EXERCISE OBJECTIVE: Among the records that follow, how many lines contain the word "struct"? Give the number and no other words.
MATERIAL FOR THE TASK below:
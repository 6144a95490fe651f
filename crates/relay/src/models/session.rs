use serde::{Deserialize, Serialize};
use serde_json::{json, Map, Value};
use uuid::Uuid;

/// Context key counting how many conversations the session has started
pub const STEP_KEY: &str = "step";

#[derive(Debug, Clone, PartialEq, Serialize, Deserialize)]
/// A prior turn of conversation, handed to the engine on the next run
pub struct Turn {
    pub role: String,
    pub content: String,
}

impl Turn {
    pub fn new<R: Into<String>, S: Into<String>>(role: R, content: S) -> Self {
        Turn {
            role: role.into(),
            content: content.into(),
        }
    }

    pub fn user<S: Into<String>>(content: S) -> Self {
        Turn::new("user", content)
    }
}

#[derive(Debug, Clone, PartialEq, Serialize, Deserialize)]
pub struct FileRecord {
    pub id: String,
    pub path: String,
    pub name: String,
}

impl FileRecord {
    pub fn from_path<S: Into<String>>(path: S) -> Self {
        let path = path.into();
        // Paths may come from clients on either platform
        let name = path
            .rsplit(['/', '\\'])
            .next()
            .unwrap_or(path.as_str())
            .to_string();
        FileRecord {
            id: Uuid::new_v4().to_string(),
            path,
            name,
        }
    }
}

#[derive(Debug, Clone, PartialEq, Serialize)]
/// State that outlives a single conversation on one agent
pub struct Session {
    pub context: Map<String, Value>,
    pub history: Vec<Turn>,
    pub files: Vec<FileRecord>,
}

impl Default for Session {
    fn default() -> Self {
        Self::new()
    }
}

impl Session {
    pub fn new() -> Self {
        let mut context = Map::new();
        context.insert(STEP_KEY.to_string(), json!(0));
        Session {
            context,
            history: Vec::new(),
            files: Vec::new(),
        }
    }

    /// Advance the step counter, returning the new value
    pub fn next_step(&mut self) -> u64 {
        let step = self
            .context
            .get(STEP_KEY)
            .and_then(Value::as_u64)
            .unwrap_or(0)
            + 1;
        self.context.insert(STEP_KEY.to_string(), json!(step));
        step
    }
}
End of MATERIAL FOR THE TASK.
EXERCISE RESPONSE: 3